**About this task**
For each line of the material below, give that line again word for word.

**Stored data**
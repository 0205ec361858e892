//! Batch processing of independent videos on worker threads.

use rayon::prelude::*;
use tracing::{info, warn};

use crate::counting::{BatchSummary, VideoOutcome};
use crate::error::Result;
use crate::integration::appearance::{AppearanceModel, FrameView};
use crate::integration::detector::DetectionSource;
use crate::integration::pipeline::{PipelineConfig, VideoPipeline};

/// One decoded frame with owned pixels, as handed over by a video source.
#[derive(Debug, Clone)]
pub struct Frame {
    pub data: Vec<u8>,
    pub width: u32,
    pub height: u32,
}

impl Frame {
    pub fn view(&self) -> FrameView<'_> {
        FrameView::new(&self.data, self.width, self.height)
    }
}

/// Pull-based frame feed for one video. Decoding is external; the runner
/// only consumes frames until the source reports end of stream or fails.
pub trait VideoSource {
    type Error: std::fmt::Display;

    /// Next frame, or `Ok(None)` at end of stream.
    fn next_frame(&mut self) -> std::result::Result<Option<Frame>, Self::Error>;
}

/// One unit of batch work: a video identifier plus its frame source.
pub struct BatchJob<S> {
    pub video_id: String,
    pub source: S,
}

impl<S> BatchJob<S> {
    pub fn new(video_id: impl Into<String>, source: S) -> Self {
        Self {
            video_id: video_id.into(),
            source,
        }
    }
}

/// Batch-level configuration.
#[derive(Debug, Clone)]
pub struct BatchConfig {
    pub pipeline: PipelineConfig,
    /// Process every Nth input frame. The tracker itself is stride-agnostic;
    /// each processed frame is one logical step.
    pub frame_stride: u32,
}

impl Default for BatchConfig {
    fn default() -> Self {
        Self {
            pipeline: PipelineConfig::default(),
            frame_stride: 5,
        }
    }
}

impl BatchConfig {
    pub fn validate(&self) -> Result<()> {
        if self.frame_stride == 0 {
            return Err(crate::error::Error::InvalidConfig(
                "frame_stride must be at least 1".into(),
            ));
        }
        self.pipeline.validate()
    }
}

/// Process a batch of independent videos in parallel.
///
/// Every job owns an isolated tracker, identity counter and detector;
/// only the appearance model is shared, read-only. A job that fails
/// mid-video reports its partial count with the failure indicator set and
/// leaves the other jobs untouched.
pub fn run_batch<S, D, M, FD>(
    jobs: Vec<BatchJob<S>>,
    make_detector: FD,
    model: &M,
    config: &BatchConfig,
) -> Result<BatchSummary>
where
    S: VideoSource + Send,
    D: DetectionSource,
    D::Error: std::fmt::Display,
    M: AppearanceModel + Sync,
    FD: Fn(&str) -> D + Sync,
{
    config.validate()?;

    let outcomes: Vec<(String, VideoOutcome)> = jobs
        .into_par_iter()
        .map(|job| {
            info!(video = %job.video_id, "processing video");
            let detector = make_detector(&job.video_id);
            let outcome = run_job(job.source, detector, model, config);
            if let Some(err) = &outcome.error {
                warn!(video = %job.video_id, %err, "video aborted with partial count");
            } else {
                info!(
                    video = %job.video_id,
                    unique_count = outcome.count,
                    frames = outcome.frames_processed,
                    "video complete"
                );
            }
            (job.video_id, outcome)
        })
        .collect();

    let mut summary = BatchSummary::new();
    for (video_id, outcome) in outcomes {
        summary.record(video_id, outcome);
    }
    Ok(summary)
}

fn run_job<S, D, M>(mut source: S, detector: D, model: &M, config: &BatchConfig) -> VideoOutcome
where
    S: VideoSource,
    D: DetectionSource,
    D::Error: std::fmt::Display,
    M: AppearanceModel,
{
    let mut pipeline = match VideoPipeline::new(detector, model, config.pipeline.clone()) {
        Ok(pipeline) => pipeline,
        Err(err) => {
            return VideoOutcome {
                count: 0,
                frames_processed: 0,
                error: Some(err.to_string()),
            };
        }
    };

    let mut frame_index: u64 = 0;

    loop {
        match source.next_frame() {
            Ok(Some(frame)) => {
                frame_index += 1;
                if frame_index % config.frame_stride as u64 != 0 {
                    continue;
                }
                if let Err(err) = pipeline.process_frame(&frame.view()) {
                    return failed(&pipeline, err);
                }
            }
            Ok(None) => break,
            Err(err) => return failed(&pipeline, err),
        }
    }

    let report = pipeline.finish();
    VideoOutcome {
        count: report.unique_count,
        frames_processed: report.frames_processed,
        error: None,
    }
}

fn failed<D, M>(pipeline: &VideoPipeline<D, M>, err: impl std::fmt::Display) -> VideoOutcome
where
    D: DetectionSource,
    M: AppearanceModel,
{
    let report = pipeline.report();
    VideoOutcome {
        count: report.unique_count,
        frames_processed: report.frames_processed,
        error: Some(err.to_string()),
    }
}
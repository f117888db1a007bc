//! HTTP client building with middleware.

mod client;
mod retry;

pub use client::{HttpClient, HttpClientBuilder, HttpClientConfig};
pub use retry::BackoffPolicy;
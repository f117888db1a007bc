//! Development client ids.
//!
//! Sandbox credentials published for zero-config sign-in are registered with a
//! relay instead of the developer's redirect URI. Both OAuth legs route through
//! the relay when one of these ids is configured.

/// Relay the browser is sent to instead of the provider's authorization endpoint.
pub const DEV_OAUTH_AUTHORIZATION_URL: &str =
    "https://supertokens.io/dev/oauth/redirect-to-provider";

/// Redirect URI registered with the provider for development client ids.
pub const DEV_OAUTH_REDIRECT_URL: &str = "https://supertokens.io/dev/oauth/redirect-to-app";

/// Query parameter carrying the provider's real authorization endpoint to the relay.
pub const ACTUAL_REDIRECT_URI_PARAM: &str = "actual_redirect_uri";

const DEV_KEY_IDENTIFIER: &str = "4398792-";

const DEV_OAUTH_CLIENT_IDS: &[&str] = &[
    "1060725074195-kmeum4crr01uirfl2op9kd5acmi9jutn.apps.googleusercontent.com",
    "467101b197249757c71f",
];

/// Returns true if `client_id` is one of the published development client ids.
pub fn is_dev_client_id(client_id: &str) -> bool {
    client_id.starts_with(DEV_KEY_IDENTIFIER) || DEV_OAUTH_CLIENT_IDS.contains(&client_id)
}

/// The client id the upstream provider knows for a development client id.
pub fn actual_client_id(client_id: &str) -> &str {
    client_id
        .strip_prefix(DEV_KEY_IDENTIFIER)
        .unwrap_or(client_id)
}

**Exercise result**
repository 0205ec361858e892
//! Batch processing of independent videos on worker threads.

use rayon::prelude::*;
use tracing::{info, warn};

use crate::counting::{BatchSummary, VideoOutcome};
use crate::error::Result;
use crate::integration::appearance::{AppearanceModel, FrameView};
use crate::integration::detector::DetectionSource;
use crate::integration::pipeline::{PipelineConfig, VideoPipeline};

/// One decoded frame with owned pixels, as handed over by a video source.
#[derive(Debug, Clone)]
pub struct Frame {
    pub data: Vec<u8>,
    pub width: u32,
    pub height: u32,
}

impl Frame {
    pub fn view(&self) -> FrameView<'_> {
        FrameView::new(&self.data, self.width, self.height)
    }
}

/// Pull-based frame feed for one video. Decoding is external; the runner
/// only consumes frames until the source reports end of stream or fails.
pub trait VideoSource {
    type Error: std::fmt::Display;

    /// Next frame, or `Ok(None)` at end of stream.
    fn next_frame(&mut self) -> std::result::Result<Option<Frame>, Self::Error>;
}

/// One unit of batch work: a video identifier plus its frame source.
pub struct BatchJob<S> {
    pub video_id: String,
    pub source: S,
}

impl<S> BatchJob<S> {
    pub fn new(video_id: impl Into<String>, source: S) -> Self {
        Self {
            video_id: video_id.into(),
            source,
        }
    }
}

/// Batch-level configuration.
#[derive(Debug, Clone)]
pub struct BatchConfig {
    pub pipeline: PipelineConfig,
    /// Process every Nth input frame. The tracker itself is stride-agnostic;
    /// each processed frame is one logical step.
    pub frame_stride: u32,
}

impl Default for BatchConfig {
    fn default() -> Self {
        Self {
            pipeline: PipelineConfig::default(),
            frame_stride: 5,
        }
    }
}

impl BatchConfig {
    pub fn validate(&self) -> Result<()> {
        if self.frame_stride == 0 {
            return Err(crate::error::Error::InvalidConfig(
                "frame_stride must be at least 1".into(),
            ));
        }
        self.pipeline.validate()
    }
}

/// Process a batch of independent videos in parallel.
///
/// Every job owns an isolated tracker, identity counter and detector;
/// only the appearance model is shared, read-only. A job that fails
/// mid-video reports its partial count with the failure indicator set and
/// leaves the other jobs untouched.
pub fn run_batch<S, D, M, FD>(
    jobs: Vec<BatchJob<S>>,
    make_detector: FD,
    model: &M,
    config: &BatchConfig,
) -> Result<BatchSummary>
where
    S: VideoSource + Send,
    D: DetectionSource,
    D::Error: std::fmt::Display,
    M: AppearanceModel + Sync,
    FD: Fn(&str) -> D + Sync,
{
    config.validate()?;

    let outcomes: Vec<(String, VideoOutcome)> = jobs
        .into_par_iter()
        .map(|job| {
            info!(video = %job.video_id, "processing video");
            let detector = make_detector(&job.video_id);
            let outcome = run_job(job.source, detector, model, config);
            if let Some(err) = &outcome.error {
                warn!(video = %job.video_id, %err, "video aborted with partial count");
            } else {
                info!(
                    video = %job.video_id,
                    unique_count = outcome.count,
                    frames = outcome.frames_processed,
                    "video complete"
                );
            }
            (job.video_id, outcome)
        })
        .collect();

    let mut summary = BatchSummary::new();
    for (video_id, outcome) in outcomes {
        summary.record(video_id, outcome);
    }
    Ok(summary)
}

fn run_job<S, D, M>(mut source: S, detector: D, model: &M, config: &BatchConfig) -> VideoOutcome
where
    S: VideoSource,
    D: DetectionSource,
    D::Error: std::fmt::Display,
    M: AppearanceModel,
{
    let mut pipeline = match VideoPipeline::new(detector, model, config.pipeline.clone()) {
        Ok(pipeline) => pipeline,
        Err(err) => {
            return VideoOutcome {
                count: 0,
                frames_processed: 0,
                error: Some(err.to_string()),
            };
        }
    };

    let mut frame_index: u64 = 0;

    loop {
        match source.next_frame() {
            Ok(Some(frame)) => {
                frame_index += 1;
                if frame_index % config.frame_stride as u64 != 0 {
                    continue;
                }
                if let Err(err) = pipeline.process_frame(&frame.view()) {
                    return failed(&pipeline, err);
                }
            }
            Ok(None) => break,
            Err(err) => return failed(&pipeline, err),
        }
    }

    let report = pipeline.finish();
    VideoOutcome {
        count: report.unique_count,
        frames_processed: report.frames_processed,
        error: None,
    }
}

fn failed<D, M>(pipeline: &VideoPipeline<D, M>, err: impl std::fmt::Display) -> VideoOutcome
where
    D: DetectionSource,
    M: AppearanceModel,
{
    let report = pipeline.report();
    VideoOutcome {
        count: report.unique_count,
        frames_processed: report.frames_processed,
        error: Some(err.to_string()),
    }
}
repository f117888db1a007bc
//! HTTP client building with middleware.

mod client;
mod retry;

pub use client::{HttpClient, HttpClientBuilder, HttpClientConfig};
pub use retry::BackoffPolicy;
repository f117888db1a007bc
//! Development client ids.
//!
//! Sandbox credentials published for zero-config sign-in are registered with a
//! relay instead of the developer's redirect URI. Both OAuth legs route through
//! the relay when one of these ids is configured.

/// Relay the browser is sent to instead of the provider's authorization endpoint.
pub const DEV_OAUTH_AUTHORIZATION_URL: &str =
    "https://supertokens.io/dev/oauth/redirect-to-provider";

/// Redirect URI registered with the provider for development client ids.
pub const DEV_OAUTH_REDIRECT_URL: &str = "https://supertokens.io/dev/oauth/redirect-to-app";

/// Query parameter carrying the provider's real authorization endpoint to the relay.
pub const ACTUAL_REDIRECT_URI_PARAM: &str = "actual_redirect_uri";

const DEV_KEY_IDENTIFIER: &str = "4398792-";

const DEV_OAUTH_CLIENT_IDS: &[&str] = &[
    "1060725074195-kmeum4crr01uirfl2op9kd5acmi9jutn.apps.googleusercontent.com",
    "467101b197249757c71f",
];

/// Returns true if `client_id` is one of the published development client ids.
pub fn is_dev_client_id(client_id: &str) -> bool {
    client_id.starts_with(DEV_KEY_IDENTIFIER) || DEV_OAUTH_CLIENT_IDS.contains(&client_id)
}

/// The client id the upstream provider knows for a development client id.
pub fn actual_client_id(client_id: &str) -> &str {
    client_id
        .strip_prefix(DEV_KEY_IDENTIFIER)
        .unwrap_or(client_id)
}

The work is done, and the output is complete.